2nd Workshop on Augmented Intelligence for Technology-Assisted Reviews Systems:
Evaluation Metrics and Protocols for eDiscovery and Systematic Review Systems.


2nd April 2023

To be held as part of the 45th European Conference on Information Retrieval (ECIR 2023) 2-6 April 2023 | Dublin, Ireland


Augmented Intelligence (AL) is “a subsection of AI machine learning developed to enhance human intelligence rather than operate independently of or outright replace it. It is designed to do so by improving human decision-making and, by extension, actions taken in response to improved decisions.” In this sense, users are supported, not replaced, in the decision-making process by the filtering capabilities of the Augmented Intelligence solutions, but the final decision will always be taken by the users who are still accountable for their actions.
In this field, Technology-assisted review systems (TARS) use a kind of human-in-the-loop approach where classification and/or ranking algorithms are continuously trained according to the relevance feedback from expert reviewers, until a substantial number of the relevant documents are identified. This approach has been shown to be more effective and more efficient than traditional e-discovery and systematic review practices, which typically consists of a mix of keyword search and manual review of the search results.
Given these premises, ALTARS will focus on High-recall Information Retrieval (IR) systems which tackle challenging tasks that require the finding of (nearly) all the relevant documents in a collection. Electronic discovery (eDiscovery) and systematic review systems are probably the most important examples of such systems where the search for relevant information with limited resources, such as time and money, is necessary.
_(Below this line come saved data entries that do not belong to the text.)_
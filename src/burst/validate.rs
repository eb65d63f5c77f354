use std::collections::BTreeSet;

use serde::{Deserialize, Serialize};

use crate::burst::record::{BurstField, BurstRecord, StepMode};
use crate::foundation::math::{is_positive, is_positive_integer};

/// Fields of `record` that are currently unusable for a capture sweep.
///
/// An empty set means a sweep may start. The record is never modified.
pub fn validate(record: &BurstRecord) -> BTreeSet<BurstField> {
    let mut invalid = BTreeSet::new();

    if record.slider.is_none() {
        invalid.insert(BurstField::Slider);
    }
    if !record.min.is_finite() {
        invalid.insert(BurstField::Min);
    }
    if !record.max.is_finite() {
        invalid.insert(BurstField::Max);
    }
    if record.min >= record.max {
        invalid.insert(BurstField::Min);
        invalid.insert(BurstField::Max);
    }

    if !is_positive(record.step) || record.step > record.span() {
        invalid.insert(BurstField::Step);
    }

    match record.mode {
        StepMode::ManualStep => {
            if !is_positive(record.interval) {
                invalid.insert(BurstField::Interval);
            }
        }
        StepMode::AutoStep => {
            if !is_positive(record.fps) {
                invalid.insert(BurstField::Fps);
            }
            if !is_positive(record.duration) {
                invalid.insert(BurstField::Duration);
            }
        }
    }

    invalid
}

/// Capture and playback settings shared by single captures and sweeps.
#[derive(Clone, Debug, PartialEq, Serialize, Deserialize)]
#[serde(default)]
pub struct ImageSettings {
    /// Capture width in pixels.
    pub width: f64,
    /// Capture height in pixels.
    pub height: f64,
    /// Playback interval per frame, in milliseconds.
    pub interval_ms: f64,
    /// Capture at twice the pixel ratio.
    pub oversample: bool,
}

impl Default for ImageSettings {
    fn default() -> Self {
        Self {
            width: 300.0,
            height: 300.0,
            interval_ms: 100.0,
            oversample: false,
        }
    }
}

impl ImageSettings {
    /// Playback interval in seconds.
    pub fn interval_secs(&self) -> f64 {
        self.interval_ms / 1000.0
    }
}

/// Named field of [`ImageSettings`].
#[derive(Clone, Copy, Debug, PartialEq, Eq, PartialOrd, Ord, Hash, Serialize, Deserialize)]
#[serde(rename_all = "snake_case")]
pub enum SettingField {
    /// Capture width.
    Width,
    /// Capture height.
    Height,
    /// Playback interval.
    Interval,
}

impl std::fmt::Display for SettingField {
    fn fmt(&self, f: &mut std::fmt::Formatter<'_>) -> std::fmt::Result {
        f.write_str(match self {
            Self::Width => "width",
            Self::Height => "height",
            Self::Interval => "interval",
        })
    }
}

/// Which of `fields` in `settings` are not positive integers.
pub fn validate_settings(settings: &ImageSettings, fields: &[SettingField]) -> BTreeSet<SettingField> {
    fields
        .iter()
        .copied()
        .filter(|field| {
            let value = match field {
                SettingField::Width => settings.width,
                SettingField::Height => settings.height,
                SettingField::Interval => settings.interval_ms,
            };
            !is_positive_integer(value)
        })
        .collect()
}

#[cfg(test)]
#[path = "../../tests/unit/burst/validate.rs"]
mod tests;
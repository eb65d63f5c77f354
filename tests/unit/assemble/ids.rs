use super::*;

#[test]
fn group_ids_are_underscore_index() {
    assert_eq!(group_id(0), "_0");
    assert_eq!(group_id(12), "_12");
}

#[test]
fn prefixes_ids_and_local_references() {
    let src = concat!(
        r##"<defs><clipPath id="c"><rect width="1" height="1"/></clipPath>"##,
        r##"<linearGradient id="g"/></defs>"##,
        r##"<path clip-path="url(#c)" fill="url('#g')" d="M0 0"/>"##,
        r##"<use xlink:href="#c"/><use href="#g"/>"##,
    );
    let out = prefix_ids(src, "_3").unwrap();
    assert_eq!(
        out,
        concat!(
            r##"<defs><clipPath id="_3c"><rect width="1" height="1"/></clipPath>"##,
            r##"<linearGradient id="_3g"/></defs>"##,
            r##"<path clip-path="url(#_3c)" fill="url('#_3g')" d="M0 0"/>"##,
            r##"<use xlink:href="#_3c"/><use href="#_3g"/>"##,
        )
    );
}

#[test]
fn leaves_text_and_untouched_elements_byte_for_byte() {
    let src = "<text x='1'  y=\"2\">id=\"a\" url(#a) &amp;</text><!-- id=\"b\" -->";
    assert_eq!(prefix_ids(src, "_0").unwrap(), src);
}

#[test]
fn external_and_empty_hrefs_are_kept() {
    let src = r##"<a href="https://example.com/#x"/><use href="#"/>"##;
    assert_eq!(prefix_ids(src, "_1").unwrap(), src);
}

#[test]
fn url_refs_inside_style_attribute() {
    assert_eq!(
        prefix_url_refs(r##"fill:url("#a");mask:url(#b)"##, "_2").as_deref(),
        Some(r##"fill:url("#_2a");mask:url(#_2b)"##)
    );
    assert_eq!(prefix_url_refs("url(image.png)", "_2"), None);
    assert_eq!(prefix_url_refs("red", "_2"), None);
}

#[test]
fn rejects_duplicate_ids() {
    let err = prefix_ids(r#"<g id="a"/><g id="a"/>"#, "_0").unwrap_err();
    assert!(matches!(err, SvgBurstError::MalformedFrame(_)));
}

#[test]
fn rejects_ids_that_could_collide_across_frames() {
    assert!(prefix_ids(r#"<g id="2x"/>"#, "_1").is_err());
    assert!(prefix_ids(r#"<g id=""/>"#, "_1").is_err());
}

#[test]
fn stripping_the_prefix_recovers_the_original_id() {
    let out = prefix_ids(r#"<g id="layer-1"><g id="_x"/></g>"#, "_7").unwrap();
    assert!(out.contains(r#"id="_7layer-1""#));
    assert!(out.contains(r#"id="_7_x""#));
    assert_eq!("_7layer-1".strip_prefix("_7"), Some("layer-1"));
}

#[test]
fn escaped_values_survive_rewriting() {
    let out = prefix_ids(r#"<g id="a" data-note="x &amp; y"/>"#, "_0").unwrap();
    assert_eq!(out, r#"<g id="_0a" data-note="x &amp; y"/>"#);
}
In this workshop, we aim to fathom the effectiveness of these systems which is a research challenge itself. In fact, despite the number of evaluation measures at our disposal to assess the effectiveness of a "traditional" retrieval approach, there are additional dimensions of evaluation for TAR systems.
For example, it is true that an effective high-recall system should be able to find the majority of relevant documents using the least number of assessments. However, this type of evaluation discards the resources used to achieve this goal, such as the total time spent on those assessments, or the amount of money spent for the experts judging the documents.
The topics include, but are not restricted to:

  • Novel evaluation approaches and measures for Systematic reviews;
  • Reproducibility of experiments with test collections;
  • Design and evaluation of interactive high-recall retrieval systems;
  • Study of evaluation measures;
  • User studies in high-recall retrieval systems;
  • Novel evaluation protocols for continuous Active Learning;
  • Evaluation of sampling bias.


Research papers, describing original ideas on the listed topics and on other fundamental aspects of Technology-Assisted Reviews methodologies and technologies, are solicited. Moreover, short papers on early research results, new results on previously published works, and extended abstract on previously published works are also welcome.

  • Research papers presenting original works should be in the 9 - 10 pages range,
  • short papers should be in the 6 - 7 pages range
  • posters should be 3 - 4 pages long
  • extended abstracts should be 2 pages long
For all the submission types the references are included in the page limit. Papers must be in the CEUR-ART single column style.


The accepted papers will be published in the ALTARS 2023 Proceedings. The Proceedings will be published by CEUR-WS, which is gold open access and indexed by SCOPUS and DBLP.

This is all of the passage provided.